Brain Imaging Disparities and Long-term Prognosis in White and Black Patients with Transient Ischemic Attacks
Anuttham Kandhadai1, Varun Rachakonda3, Paul Brindley2
1The University of Texas Medical Branch at Galveston, 2Psychiatry, The University of Texas Medical Branch at Galveston, 3Nova Southeastern University Kiran C. Patel College of Allopathic Medicine
Objective:
This study aims to compare the utilization rates of brain imaging tools and analyze the 5-year mortality and stroke rates among White and Black patients presenting with TIAs.
Background:
Transient ischemic attacks (TIAs) are transient episodes of neurological dysfunction caused by focal brain ischemia. Prompt imaging plays a crucial role in guiding management.
Design/Methods:
A retrospective cohort study was conducted using the TriNetX database.
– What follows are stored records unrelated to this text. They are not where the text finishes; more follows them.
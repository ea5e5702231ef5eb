//! Message submission and listing.
//!
//! Validation happens here, before anything reaches the store. Store failures are
//! passed through unchanged; a failed write is reported, never retried.

use std::sync::Arc;

use tracing::instrument;

use crate::config::MAX_MESSAGE_LENGTH;
use crate::store::{Message, MessageStore, StoreError};

#[derive(Debug, Clone, thiserror::Error)]
pub enum MessageError {
    #[error("{0}")]
    Validation(String),

    #[error(transparent)]
    Store(#[from] StoreError),
}

#[derive(Clone)]
pub struct MessageService {
    store: Arc<dyn MessageStore>,
}

impl MessageService {
    pub fn new(store: Arc<dyn MessageStore>) -> Self {
        Self { store }
    }

    #[instrument(name = "messages::submit", skip(self, text))]
    pub async fn submit(&self, text: &str) -> Result<Message, MessageError> {
        validate_text(text)?;
        let message = self.store.insert_message(text).await?;
        tracing::info!(id = %message.id, "Message submitted");
        Ok(message)
    }

    #[instrument(name = "messages::list", skip(self))]
    pub async fn list(&self) -> Result<Vec<Message>, MessageError> {
        Ok(self.store.list_messages().await?)
    }
}

fn validate_text(text: &str) -> Result<(), MessageError> {
    if text.trim().is_empty() {
        return Err(MessageError::Validation("Message text is required".into()));
    }
    if text.chars().count() > MAX_MESSAGE_LENGTH {
        return Err(MessageError::Validation(format!(
            "Message too long (max {} characters)",
            MAX_MESSAGE_LENGTH
        )));
    }
    Ok(())
}

#[cfg(test)]
mod tests {
    use super::*;
    use crate::store::MemoryStore;

    fn service() -> (Arc<MemoryStore>, MessageService) {
        let store = Arc::new(MemoryStore::new());
        let service = MessageService::new(store.clone());
        (store, service)
    }

    #[tokio::test]
    async fn test_blank_text_is_rejected_without_writing() {
        let (store, messages) = service();
        for text in ["", "   ", "\n\t"] {
            let err = messages.submit(text).await.unwrap_err();
            assert!(matches!(err, MessageError::Validation(_)));
        }
        assert!(store.is_empty().await);
    }

    #[tokio::test]
    async fn test_overlong_text_is_rejected() {
        let (store, messages) = service();
        let text = "x".repeat(MAX_MESSAGE_LENGTH + 1);
        assert!(matches!(
            messages.submit(&text).await,
            Err(MessageError::Validation(_))
        ));
        assert!(store.is_empty().await);

        let text = "x".repeat(MAX_MESSAGE_LENGTH);
        assert!(messages.submit(&text).await.is_ok());
    }

    #[tokio::test]
    async fn test_submit_then_list() {
        let (_, messages) = service();
        let stored = messages.submit("hello").await.unwrap();
        assert_eq!(stored.text, "hello");

        let listed = messages.list().await.unwrap();
        assert_eq!(listed.len(), 1);
        assert_eq!(listed[0].text, "hello");
    }

    #[tokio::test]
    async fn test_list_preserves_insertion_order() {
        let (_, messages) = service();
        let a = messages.submit("a").await.unwrap();
        let b = messages.submit("b").await.unwrap();
        assert_eq!(messages.list().await.unwrap(), vec![a, b]);
    }

    #[tokio::test]
    async fn test_store_failures_are_surfaced() {
        let (store, messages) = service();

        store.set_reject_writes(true);
        assert!(matches!(
            messages.submit("hello").await,
            Err(MessageError::Store(StoreError::Write(_)))
        ));

        store.set_available(false);
        assert!(matches!(
            messages.list().await,
            Err(MessageError::Store(StoreError::Unavailable(_)))
        ));
    }
}
impl StoreSettings {
    fn default_database() -> String {
        DEFAULT_DATABASE.to_string()
    }

    fn default_collection() -> String {
        DEFAULT_COLLECTION.to_string()
    }

    fn default_connect_timeout() -> u64 {
        DEFAULT_CONNECT_TIMEOUT_SECS
    }

    fn default_request_timeout() -> u64 {
        DEFAULT_REQUEST_TIMEOUT_SECS
    }
}

/// Document store connection configuration
#[derive(Debug, Clone)]
pub struct StoreConfig {
    pub host: String,
    pub port: u16,
    pub credentials: Option<StoreCredentials>,
    pub settings: StoreSettings,
}

impl StoreConfig {
    /// Check if credentials are configured
    pub fn has_credentials(&self) -> bool {
        self.credentials.is_some()
    }
}

/// Store credentials. Never printed: `Debug` redacts the password.
#[derive(Clone)]
pub struct StoreCredentials {
    pub username: String,
    pub password: String,
}

impl fmt::Debug for StoreCredentials {
    fn fmt(&self, f: &mut fmt::Formatter<'_>) -> fmt::Result {
        f.debug_struct("StoreCredentials")
            .field("username", &self.username)
            .field("password", &"<redacted>")
            .finish()
    }
}

/// Display color configuration
#[derive(Debug, Clone, Serialize)]
pub struct ColorConfig {
    pub default_color: String,
    pub allowed_colors: BTreeSet<String>,
}

/// Logging configuration
#[derive(Debug, Clone, Deserialize)]
pub struct LoggingConfig {
    /// Log format: "text" (human-readable, default) or "json" (structured)
    #[serde(default = "LoggingConfig::default_format")]
    pub format: String,
}

impl Default for LoggingConfig {
    fn default() -> Self {
        Self {
            format: DEFAULT_LOG_FORMAT.to_string(),
        }
    }
}

impl LoggingConfig {
    fn default_format() -> String {
        DEFAULT_LOG_FORMAT.to_string()
    }

    pub fn is_json(&self) -> bool {
        self.format.eq_ignore_ascii_case("json")
    }
}

/// The optional TOML layer
#[derive(Debug, Clone, Default, Deserialize)]
pub struct FileConfig {
    #[serde(default)]
    pub http: HttpServerConfig,
    #[serde(default)]
    pub store: StoreSettings,
    #[serde(default)]
    pub logging: LoggingConfig,
}

impl FileConfig {
    pub fn load<P: AsRef<Path>>(path: P) -> Result<Self, ConfigError> {
        let contents = std::fs::read_to_string(path)?;
        Ok(toml::from_str(&contents)?)
    }
}
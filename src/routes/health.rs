//! Probe endpoints for container orchestration.
//!
//! `/healthz` is the liveness probe: it only checks that the process can respond to
//! HTTP, so a database outage never gets a healthy process restarted. `/healthx` is
//! the readiness probe and fails while the document store is unreachable.

use axum::{extract::State, http::StatusCode};

use crate::state::AppState;

pub const PROBE_OK: &str = "OK";
pub const PROBE_NOT_READY: &str = "NOT READY";

/// Liveness probe handler.
pub async fn liveness() -> &'static str {
    PROBE_OK
}

/// Readiness probe handler.
pub async fn readiness(State(state): State<AppState>) -> (StatusCode, &'static str) {
    if state.health.readiness().await.is_ready() {
        (StatusCode::OK, PROBE_OK)
    } else {
        tracing::warn!("Readiness probe failed: document store unreachable");
        (StatusCode::SERVICE_UNAVAILABLE, PROBE_NOT_READY)
    }
}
White and black patients with a diagnosis of a TIA were included in the study, while patients who faced healthcare barriers related to socioeconomic factors were excluded. The cohorts were matched based on age, sex, BMI, diabetes, cerebrovascular disease/function, lifestyle risk factors, and medication use. The utilization rates of different brain and neck imaging modalities within 3 months of their presentation with TIAs, as well as 5-year mortality and stroke rates, were compared between the two groups.
Results:
73,951 patients were included in each cohort. There was no significant difference in the utilization rate of transcranial doppler (TCD) between White and Black patients (RR: 0.92, 95% CI: 0.83-1.03). However, White patients had lower utilization rates of CT of the head or brain (RR: 0.83, 95% CI: 0.81-0.86), MRI of the brain (RR: 0.93, 95% CI: 0.90-0.95), and MRA of the head or neck (RR: 0.75, 95% CI: 0.72-0.78). In contrast, White patients had higher utilization rates of CTA (RR: 1.05, 95% CI: 1.01-1.10). Black patients were significantly more likely to experience cerebral infarctions within 5 years (RR: 1.14, 95% CI: 1.12-1.16). In contrast, White patients experienced a significantly higher 5-year mortality (RR: 1,11, 95% CI: 1.08-1.14).
Conclusions:
This study reveals disparities in the utilization of brain imaging modalities, 5-year stroke risk, and 5-year mortality rates among White and Black patients presenting with TIAs. Further research is warranted to explore factors contributing to these disparities and develop interventions to mitigate them.